Dia tak murung lagi, malah sekarang Fely terlihat begitu semangat. Dia memegang kedua tali tas nya dan mulai berjalan ke arah pintu keluar. Iya, dia akan segera berangkat sekolah saat ini.
Baru saja mengunci pintu, Fely harus dikejutkan dengan sesosok makhluk yang telah stand by di depan gerbang rumahnya. "Astagfirullah, untung aku nggak punya riwayat jantungan." Fely mengusap dadanya yang masih berdegup kencang karena terkejut. "Lagian, ngapain dia pagi-pagi udah ada di sana aja?" Fely kebingungan, dan untuk menuntaskan rasa herannya, dia berjalan menghampiri orang itu.
"Kamu ngapain pagi-pagi udah di sini?" tanya Fely seraya menepuk pundak orang itu.
"Jemput lo," jawaban singkat orang itu mampu membuat tersipu.
"Apa sih, Lan." Fely memukul kecil pundak Erlan.
Iya, orang itu Erlan, orang yang selalu Fely cintai.
"Lo lucu kalau lagi malu," ucap Erlan yang membuat pipi Fely semakin memerah karena tersipu.
"Kamu kenapa jadi suka godain aku, sih." Kali ini Fely mengerucutkan bibirnya, bermaksud merajuk, mungkin.
"Jangan masang ekspresi itu, yang ada gue malah bawa lo ke KUA bukan ke sekolah."

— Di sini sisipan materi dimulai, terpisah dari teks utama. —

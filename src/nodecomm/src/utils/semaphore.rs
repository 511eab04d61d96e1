use std::collections::VecDeque;
use std::sync::atomic::{AtomicBool, Ordering};
use std::sync::{Arc, Mutex, MutexGuard};
use std::thread::{self, Thread};

struct Waiter {
    thread: Thread,
    woken: AtomicBool,
}

struct SemaphoreState {
    // negative values count the queued waiters
    count: isize,
    waiters: VecDeque<Arc<Waiter>>,
}

/// Counting semaphore whose blocked callers are parked and resumed in
/// the order they called [`Semaphore::wait`].
pub struct Semaphore {
    state: Mutex<SemaphoreState>,
}

impl Default for Semaphore {
    fn default() -> Self {
        Self::new()
    }
}

impl Semaphore {
    pub fn new() -> Self {
        Semaphore {
            state: Mutex::new(SemaphoreState {
                count: 0,
                waiters: VecDeque::new(),
            }),
        }
    }

    fn lock(&self) -> MutexGuard<'_, SemaphoreState> {
        // the state stays balanced even if a holder panicked
        self.state.lock().unwrap_or_else(|e| e.into_inner())
    }

    pub fn wait(&self) {
        let waiter = {
            let mut state = self.lock();
            state.count -= 1;
            if state.count >= 0 {
                return;
            }
            let waiter = Arc::new(Waiter {
                thread: thread::current(),
                woken: AtomicBool::new(false),
            });
            state.waiters.push_back(Arc::clone(&waiter));
            waiter
        };
        while !waiter.woken.load(Ordering::Acquire) {
            thread::park();
        }
    }

    pub fn signal(&self) {
        let mut state = self.lock();
        state.count += 1;
        if let Some(waiter) = state.waiters.pop_front() {
            waiter.woken.store(true, Ordering::Release);
            waiter.thread.unpark();
        }
    }

    pub fn count(&self) -> isize {
        self.lock().count
    }
}

/// Signals the semaphore when dropped, so a role that returns early or
/// panics still releases its waiter.
pub struct SignalOnDrop(pub Arc<Semaphore>);

impl Drop for SignalOnDrop {
    fn drop(&mut self) {
        self.0.signal();
    }
}

#[cfg(test)]
mod tests {
    use super::*;
    use std::time::{Duration, Instant};

    fn wait_until_count(sem: &Semaphore, count: isize) {
        let deadline = Instant::now() + Duration::from_secs(10);
        while sem.count() != count {
            assert!(Instant::now() < deadline, "count stuck at {}", sem.count());
            thread::sleep(Duration::from_millis(1));
        }
    }

    #[test]
    fn signal_before_wait_is_not_lost() {
        let sem = Semaphore::new();
        sem.signal();
        sem.signal();
        assert_eq!(sem.count(), 2);
        sem.wait();
        sem.wait();
        assert_eq!(sem.count(), 0);
    }

    #[test]
    fn wait_before_signal_is_resumed() {
        let sem = Arc::new(Semaphore::new());
        let (tx, rx) = crossbeam::channel::unbounded();
        let waiter = {
            let sem = Arc::clone(&sem);
            thread::spawn(move || {
                sem.wait();
                tx.send(()).unwrap();
            })
        };
        wait_until_count(&sem, -1);
        assert!(rx.try_recv().is_err());
        sem.signal();
        rx.recv_timeout(Duration::from_secs(10)).unwrap();
        waiter.join().unwrap();
        assert_eq!(sem.count(), 0);
    }

    #[test]
    fn waiters_resume_in_fifo_order() {
        let sem = Arc::new(Semaphore::new());
        let (tx, rx) = crossbeam::channel::unbounded();
        let mut handles = Vec::new();
        for id in 0..4 {
            let sem_thread = Arc::clone(&sem);
            let tx = tx.clone();
            handles.push(thread::spawn(move || {
                sem_thread.wait();
                tx.send(id).unwrap();
            }));
            // enqueue strictly one after another
            wait_until_count(&sem, -(id + 1));
        }
        for expected in 0..4 {
            sem.signal();
            let id = rx.recv_timeout(Duration::from_secs(10)).unwrap();
            assert_eq!(id, expected);
        }
        for handle in handles {
            handle.join().unwrap();
        }
        assert_eq!(sem.count(), 0);
    }

    #[test]
    fn extra_signals_raise_count() {
        let sem = Arc::new(Semaphore::new());
        let handle = {
            let sem = Arc::clone(&sem);
            thread::spawn(move || sem.wait())
        };
        wait_until_count(&sem, -1);
        sem.signal();
        sem.signal();
        sem.signal();
        handle.join().unwrap();
        assert_eq!(sem.count(), 2);
    }

    #[test]
    fn balanced_under_concurrency() {
        let sem = Arc::new(Semaphore::new());
        let mut handles = Vec::new();
        for _ in 0..8 {
            let sem = Arc::clone(&sem);
            handles.push(thread::spawn(move || {
                for _ in 0..100 {
                    sem.wait();
                }
            }));
        }
        for _ in 0..8 {
            let sem = Arc::clone(&sem);
            handles.push(thread::spawn(move || {
                for _ in 0..100 {
                    sem.signal();
                }
            }));
        }
        for handle in handles {
            handle.join().unwrap();
        }
        assert_eq!(sem.count(), 0);
    }

    #[test]
    fn guard_signals_on_panic() {
        let sem = Arc::new(Semaphore::new());
        let guard_sem = Arc::clone(&sem);
        let result = thread::spawn(move || {
            let _guard = SignalOnDrop(guard_sem);
            panic!("role failed");
        })
        .join();
        assert!(result.is_err());
        sem.wait();
        assert_eq!(sem.count(), 0);
    }
}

Entah kenapa, saat ini Erlan bisa berbicara seperti itu. Bahkan hari ini, Erlan selalu mengembangkan senyumnya di depan Fely. Padahal biasanya dia sangat jarang tersenyum. Suatu keajaiban bukan?
"ERLAN! KENAPA KAMU JADI SUKA NGERDUS, SIH? DIAJARIN SAMA SIAPA? NGAKU!" Teriak Fely dengan begitu kencang. Saking kencangnya, anjing milik tetangga Fely pun sampai menggonggong.
"Nggak usah teriak juga kali, Fel. Jadi sakit kan kuping gue." Erlan mengusap kupingnya yang berdengung akibat teriakan super duper milik Fely.
"Ya, maaf. Abisnya kamu, sih, siapa suruh jadi suka ngegombal gitu," balas Fely tak mau disalahkan.
"Gue bukan gombal kali, Fel. Itu emang kenyataannya," ucap Erlan dengan kembali tersenyum. "Udah, cepat naik. Lo ada jadwal piket, nanti kesiangan lagi," lanjut Erlan untuk menghalangi niat Fely tadi sudah berancang-ancang akan kembali berteriak.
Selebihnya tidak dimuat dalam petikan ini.